TASK ITEM — Restate word for word the lines of the entries below, starting with the line that holds "current configuration settings" and ending with the line that holds "fn load_settings(config: Option<&Path>)", and no others.

(Stored records)
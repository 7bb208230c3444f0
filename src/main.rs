//! CLI entry point for the documentation extractor.
//!
//! Provides commands for extracting document trees from JavaScript modules
//! and for managing the layered configuration.

use clap::{
    Parser, Subcommand,
    builder::styling::{AnsiColor, Effects, Styles},
};
use scopedoc::error::ErrorContext;
use scopedoc::io::ExitCode;
use scopedoc::parsing::default_registry;
use scopedoc::{DocExtractor, DocNode, ExtractError, ExtractOutput, ParseOptions, Settings};
use std::path::{Path, PathBuf};

fn clap_cargo_style() -> Styles {
    Styles::styled()
        .header(AnsiColor::Cyan.on_default() | Effects::BOLD)
        .usage(AnsiColor::Cyan.on_default() | Effects::BOLD)
        .literal(AnsiColor::Green.on_default())
        .placeholder(AnsiColor::Green.on_default())
}

/// Documentation extractor for JavaScript modules
#[derive(Parser)]
#[command(
    name = "scopedoc",
    version = env!("CARGO_PKG_VERSION"),
    about = "Extract documentation trees from JavaScript modules",
    long_about = "Attach /** */ comments to the declarations they describe and print the result as JSON.",
    next_line_help = true,
    styles = clap_cargo_style()
)]
struct Cli {
    /// Path to custom settings.toml file
    #[arg(short, long, global = true)]
    config: Option<PathBuf>,

    /// Log every extraction stage to stderr
    #[arg(long, global = true)]
    debug: bool,

    #[command(subcommand)]
    command: Commands,
}

/// Available CLI commands
#[derive(Subcommand)]
enum Commands {
    /// Extract document trees
    #[command(
        about = "Extract the document tree of one or more files",
        after_help = "Examples:\n  scopedoc parse lib/widgets.js\n  scopedoc parse src/*.js --compact\n  scopedoc parse index.js --id widgets --output widgets.json"
    )]
    Parse {
        /// Files to extract
        #[arg(required = true)]
        files: Vec<PathBuf>,

        /// Module id for the root (single file only, defaults to the file name)
        #[arg(long)]
        id: Option<String>,

        /// Print compact JSON regardless of configuration
        #[arg(long)]
        compact: bool,

        /// Write JSON to a file instead of stdout
        #[arg(short, long)]
        output: Option<PathBuf>,
    },

    /// Show current configuration settings
    #[command(about = "Display active settings")]
    Config,

    /// Initialize project
    #[command(about = "Set up .scopedoc directory with default configuration")]
    Init {
        /// Force overwrite existing configuration
        #[arg(short, long)]
        force: bool,
    },
}

fn init_logging(debug: bool) {
    let level = if debug {
        tracing::Level::DEBUG
    } else {
        tracing::Level::WARN
    };
    tracing_subscriber::fmt()
        .with_writer(std::io::stderr)
        .with_max_level(level)
        .with_target(false)
        .init();
}

fn load_settings(config: Option<&Path>) -> Settings {
    match config {
        Some(config_path) => Settings::load_from(config_path).unwrap_or_else(|e| {
            eprintln!(
                "Configuration error loading from {}: {}",
                config_path.display(),
                e
            );
            std::process::exit(ExitCode::ConfigError.into());
        }),
        None => Settings::load().unwrap_or_else(|e| {
            eprintln!("Configuration error: {e}");
            Settings::default()
        }),
    }
}

fn main() {
    let cli = Cli::parse();
    let settings = load_settings(cli.config.as_deref());
    init_logging(cli.debug || settings.debug);

    match cli.command {
        Commands::Init { force } => match Settings::init_config_file(force) {
            Ok(path) => {
                println!("Created configuration file at: {}", path.display());
                println!("Edit this file to customize your settings.");
            }
            Err(e) => {
                eprintln!("Error: {e}");
                std::process::exit(ExitCode::ConfigError.into());
            }
        },

        Commands::Config => {
            match toml::to_string_pretty(&settings).context("Error displaying config") {
                Ok(toml_str) => println!("{toml_str}"),
                Err(e) => {
                    eprintln!("{e}");
                    std::process::exit(ExitCode::from_error(&e).into());
                }
            }
        }

        Commands::Parse {
            files,
            id,
            compact,
            output,
        } => {
            if id.is_some() && files.len() > 1 {
                eprintln!("Error: --id can only be used with a single file");
                std::process::exit(ExitCode::GeneralError.into());
            }

            let code = run_parse(&settings, &files, id, compact, output.as_deref());
            if !code.is_success() {
                std::process::exit(code.into());
            }
        }
    }
}

/// Extract every file, print the trees, and report failures.
///
/// One file prints one tree; several print an array of the trees that
/// succeeded. The exit code is the most severe failure.
fn run_parse(
    settings: &Settings,
    files: &[PathBuf],
    id: Option<String>,
    compact: bool,
    output: Option<&Path>,
) -> ExitCode {
    let mut options = ParseOptions::from_settings(settings);
    options.id = id;

    let results = match (files, options.id.is_some()) {
        ([path], true) => {
            let result = DocExtractor::new()
                .map_err(|source| ExtractError::Parse {
                    path: path.clone(),
                    source,
                })
                .and_then(|mut extractor| extractor.parse_file(path, &options));
            vec![(path.clone(), result)]
        }
        _ => scopedoc::parse_files(files, &options, default_registry()),
    };

    let mut trees = Vec::with_capacity(results.len());
    let mut failures = Vec::new();
    for (path, result) in results {
        match result {
            Ok(extracted) => trees.push(finish(&path, extracted, settings)),
            Err(e) => {
                eprintln!("Error [{}]: {e}", e.status_code());
                for suggestion in e.recovery_suggestions() {
                    eprintln!("  hint: {suggestion}");
                }
                failures.push(ExitCode::from_error(&e));
            }
        }
    }

    if !trees.is_empty() {
        let pretty = settings.output.pretty && !compact;
        if let Err(e) = emit(&trees, files.len() == 1, pretty, output) {
            eprintln!("Error [{}]: {e}", e.status_code());
            failures.push(ExitCode::from_error(&e));
        }
    }

    ExitCode::worst(failures)
}

fn finish(path: &Path, extracted: ExtractOutput, settings: &Settings) -> DocNode {
    for diagnostic in &extracted.diagnostics {
        tracing::warn!("{}:{diagnostic}", path.display());
    }
    let mut tree = extracted.tree;
    if !settings.output.include_errors {
        tree.strip_errors();
    }
    tree
}

fn emit(
    trees: &[DocNode],
    single: bool,
    pretty: bool,
    output: Option<&Path>,
) -> Result<(), ExtractError> {
    let json = match (single, pretty) {
        (true, true) => serde_json::to_string_pretty(&trees[0])?,
        (true, false) => serde_json::to_string(&trees[0])?,
        (false, true) => serde_json::to_string_pretty(trees)?,
        (false, false) => serde_json::to_string(trees)?,
    };

    match output {
        Some(path) => std::fs::write(path, json + "\n").map_err(|source| ExtractError::FileWrite {
            path: path.to_path_buf(),
            source,
        }),
        None => {
            println!("{json}");
            Ok(())
        }
    }
}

WRITTEN RESPONSE —
    /// Show current configuration settings
    #[command(about = "Display active settings")]
    Config,

    /// Initialize project
    #[command(about = "Set up .scopedoc directory with default configuration")]
    Init {
        /// Force overwrite existing configuration
        #[arg(short, long)]
        force: bool,
    },
}

fn init_logging(debug: bool) {
    let level = if debug {
        tracing::Level::DEBUG
    } else {
        tracing::Level::WARN
    };
    tracing_subscriber::fmt()
        .with_writer(std::io::stderr)
        .with_max_level(level)
        .with_target(false)
        .init();
}

fn load_settings(config: Option<&Path>) -> Settings {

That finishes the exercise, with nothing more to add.